ROASTED AUBERGINE POKE BOWL

 

 

 

 

 

Serves: 4

Prep time: 15 minutes

Cooking time: 25 minutes

 

Ingredients

 

Base - 300g cooked brown rice

4 chopped sp onions

120g edamame beans

100g blanched, chopped kale

 

Dressing – 200ml low salt soy

Juice n zest 1 lime

25mm piece grated ginger

 

2 aubergines, cut into 50mm cubes

200ml veg oil

Tbs smoked paprika

Tsp chilli flakes

Tsp sea salt

 

Salsa - 2 avocados - chopped

half cucumber, chopped and deseeded

1 ring pineapple from a tin, chopped

Juice n zest 1 lime

1 finely chopped red chilli

Tsp w w vinegar

 

Method

  1. Toss 2 aubergines, cut into 50mm cubes in 200ml veg oil, 1tbs smoked paprika, 1tsp chilli flakes and 1tsp sea salt.

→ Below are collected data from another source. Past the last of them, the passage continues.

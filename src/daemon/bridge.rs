//! Applet-side bridge to the rotation daemon
//!
//! Commands go out asynchronously and return a `RemoteCall` handle the
//! caller polls from the applet loop; events pushed by the daemon are
//! drained by `pump` and fanned out to subscribers. State updates from an
//! event are applied before fanout, so a subscriber that reads the cached
//! snapshot during its callback sees the post-event state.

use std::cell::RefCell;
use std::collections::HashMap;
use std::rc::Rc;
use std::sync::mpsc;
use thiserror::Error;
use tracing::{debug, info, warn};

use crate::config::{Callback, OwnerId, SubscriptionId, SubscriptionRegistry};
use crate::daemon::ipc::{CommandEnvelope, DaemonCommand, DaemonEvent, DaemonSnapshot};
use ipc_channel::ipc::IpcSender;

#[derive(Debug, Clone, Error, PartialEq, Eq)]
pub enum RemoteCallError {
    /// The daemon processed the command and reported failure
    #[error("daemon error: {0}")]
    Daemon(String),

    /// The connection went away before the command completed
    #[error("daemon connection lost")]
    Detached,
}

type CallSlot = Rc<RefCell<Option<Result<(), RemoteCallError>>>>;

/// Handle for one in-flight daemon command. Poll it from the applet loop;
/// the result arrives after a later `pump` processes the daemon's reply.
pub struct RemoteCall {
    slot: CallSlot,
}

impl RemoteCall {
    fn pending() -> (Self, CallSlot) {
        let slot: CallSlot = Rc::new(RefCell::new(None));
        (Self { slot: Rc::clone(&slot) }, slot)
    }

    fn resolved(result: Result<(), RemoteCallError>) -> Self {
        Self {
            slot: Rc::new(RefCell::new(Some(result))),
        }
    }

    /// Take the result if the command has completed. Returns `None` while
    /// still in flight; after returning `Some` the handle is spent.
    pub fn poll(&self) -> Option<Result<(), RemoteCallError>> {
        self.slot.borrow_mut().take()
    }
}

struct BridgeInner {
    state: DaemonSnapshot,
    attached: bool,
    command_tx: Option<IpcSender<CommandEnvelope>>,
    event_rx: Option<mpsc::Receiver<DaemonEvent>>,
    pending: HashMap<u64, (CallSlot, DaemonCommand)>,
    next_seq: u64,
    registry: SubscriptionRegistry<(), DaemonEvent>,
}

/// Shared handle to the daemon connection.
#[derive(Clone)]
pub struct RemoteControlBridge {
    inner: Rc<RefCell<BridgeInner>>,
}

impl RemoteControlBridge {
    pub fn new() -> Self {
        Self {
            inner: Rc::new(RefCell::new(BridgeInner {
                state: DaemonSnapshot::default(),
                attached: false,
                command_tx: None,
                event_rx: None,
                pending: HashMap::new(),
                next_seq: 1,
                registry: SubscriptionRegistry::new(),
            })),
        }
    }

    // ------------------------------------------------------------------
    // Connection lifecycle
    // ------------------------------------------------------------------

    /// Wire up a live connection: the command channel into the daemon, a
    /// thread-bridged event receiver, and the snapshot taken at accept
    /// time. Fans out a synthetic `Toggled` so surfaces mounted before the
    /// connection render the true running state.
    pub fn attach(
        &self,
        command_tx: IpcSender<CommandEnvelope>,
        event_rx: mpsc::Receiver<DaemonEvent>,
        snapshot: DaemonSnapshot,
    ) {
        let running = snapshot.running;
        {
            let mut inner = self.inner.borrow_mut();
            inner.state = snapshot;
            inner.attached = true;
            inner.command_tx = Some(command_tx);
            inner.event_rx = Some(event_rx);
        }
        info!(running, "Daemon connection attached");
        self.fan_out(DaemonEvent::Toggled(running));
    }

    /// Tear down the connection. Every in-flight command resolves as
    /// `Detached`; cached state keeps its last values. Idempotent.
    pub fn detach(&self) {
        let pending = {
            let mut inner = self.inner.borrow_mut();
            if !inner.attached {
                return;
            }
            inner.attached = false;
            inner.command_tx = None;
            inner.event_rx = None;
            std::mem::take(&mut inner.pending)
        };
        info!(aborted = pending.len(), "Daemon connection detached");
        for (_, (slot, _)) in pending {
            *slot.borrow_mut() = Some(Err(RemoteCallError::Detached));
        }
    }

    pub fn is_attached(&self) -> bool {
        self.inner.borrow().attached
    }

    // ------------------------------------------------------------------
    // State
    // ------------------------------------------------------------------

    pub fn snapshot(&self) -> DaemonSnapshot {
        self.inner.borrow().state.clone()
    }

    pub fn is_running(&self) -> bool {
        self.inner.borrow().state.running
    }

    // ------------------------------------------------------------------
    // Commands
    // ------------------------------------------------------------------

    pub fn start(&self) -> RemoteCall {
        self.send(DaemonCommand::Start)
    }

    pub fn stop(&self) -> RemoteCall {
        self.send(DaemonCommand::Stop)
    }

    pub fn next(&self) -> RemoteCall {
        self.send(DaemonCommand::Next)
    }

    pub fn prev(&self) -> RemoteCall {
        self.send(DaemonCommand::Prev)
    }

    /// Start or stop based on the cached running state.
    pub fn toggle(&self) -> RemoteCall {
        if self.is_running() {
            self.stop()
        } else {
            self.start()
        }
    }

    fn send(&self, command: DaemonCommand) -> RemoteCall {
        let mut inner = self.inner.borrow_mut();
        if !inner.attached {
            debug!(command = ?command, "Command while detached");
            return RemoteCall::resolved(Err(RemoteCallError::Detached));
        }

        let seq = inner.next_seq;
        inner.next_seq += 1;

        let envelope = CommandEnvelope { seq, command };
        let Some(tx) = inner.command_tx.as_ref() else {
            return RemoteCall::resolved(Err(RemoteCallError::Detached));
        };
        if let Err(e) = tx.send(envelope) {
            warn!(command = ?command, error = %e, "Failed to send daemon command");
            drop(inner);
            self.detach();
            return RemoteCall::resolved(Err(RemoteCallError::Detached));
        }

        debug!(seq, command = ?command, "Sent daemon command");
        let (call, slot) = RemoteCall::pending();
        inner.pending.insert(seq, (slot, command));
        call
    }

    // ------------------------------------------------------------------
    // Events
    // ------------------------------------------------------------------

    /// Subscribe to daemon events. Delivery order follows subscription
    /// order, same as configuration notifications.
    pub fn subscribe(&self, owner: OwnerId, callback: Callback<DaemonEvent>) -> SubscriptionId {
        self.inner.borrow_mut().registry.subscribe(owner, (), callback)
    }

    pub fn unsubscribe(&self, id: SubscriptionId) {
        self.inner.borrow_mut().registry.unsubscribe(id);
    }

    pub fn dispose_all(&self, owner: OwnerId) {
        self.inner.borrow_mut().registry.dispose_all(owner);
    }

    /// Drain queued daemon events: update cached state, resolve replies,
    /// fan out push events. Call once per applet loop iteration.
    pub fn pump(&self) {
        loop {
            let event = {
                let inner = self.inner.borrow();
                let Some(rx) = inner.event_rx.as_ref() else {
                    return;
                };
                match rx.try_recv() {
                    Ok(event) => Some(event),
                    Err(mpsc::TryRecvError::Empty) => None,
                    Err(mpsc::TryRecvError::Disconnected) => {
                        drop(inner);
                        warn!("Daemon event channel closed");
                        self.detach();
                        return;
                    }
                }
            };
            let Some(event) = event else { return };
            self.process(event);
        }
    }

    fn process(&self, event: DaemonEvent) {
        match event {
            DaemonEvent::Toggled(running) => {
                self.inner.borrow_mut().state.running = running;
                self.fan_out(DaemonEvent::Toggled(running));
            }
            DaemonEvent::Changed(path) => {
                self.inner.borrow_mut().state.current_path = path.clone();
                self.fan_out(DaemonEvent::Changed(path));
            }
            DaemonEvent::Error(message) => {
                self.fan_out(DaemonEvent::Error(message));
            }
            // Replies resolve their pending call and are not fanned out
            DaemonEvent::Reply { seq, result } => {
                let entry = self.inner.borrow_mut().pending.remove(&seq);
                let Some((slot, command)) = entry else {
                    debug!(seq, "Reply for unknown sequence number");
                    return;
                };
                let resolved = match result {
                    Ok(()) => {
                        // A successful start/stop implies the new running
                        // state even if the Toggled push races behind
                        match command {
                            DaemonCommand::Start => self.inner.borrow_mut().state.running = true,
                            DaemonCommand::Stop => self.inner.borrow_mut().state.running = false,
                            _ => {}
                        }
                        Ok(())
                    }
                    Err(message) => Err(RemoteCallError::Daemon(message)),
                };
                *slot.borrow_mut() = Some(resolved);
            }
        }
    }

    fn fan_out(&self, event: DaemonEvent) {
        let callbacks = self.inner.borrow().registry.callbacks_for(());
        for cb in callbacks {
            (&mut *cb.borrow_mut())(&event);
        }
    }
}

impl Default for RemoteControlBridge {
    fn default() -> Self {
        Self::new()
    }
}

Roast at 200c for about 20 minutes. Don’t turn more than once, let them charr.
  2. For the dressing – mix together 200ml low salt soy, the juice and zest of 1 lime and 25mm piece grated ginger.
  3. For the salsa – mix together 2 chopped avocados, half cucumber, chopped and deseeded, 1 ring pineapple from a tin, chopped, the juice and zest of 1 lime, 1 finely chopped red chilli and 1tsp white wine vinegar.
  4. To assemble – mix together 300g cooked brown rice, 4 chopped spring onions, 120g edamame beans and 100g blanched, chopped kale. Then divide this into 4 deep bowls.
  5. Spoon on some salsa.
  6. Top with aubergines, some coriander, a sprinkle of sesame seeds and finally the dressing.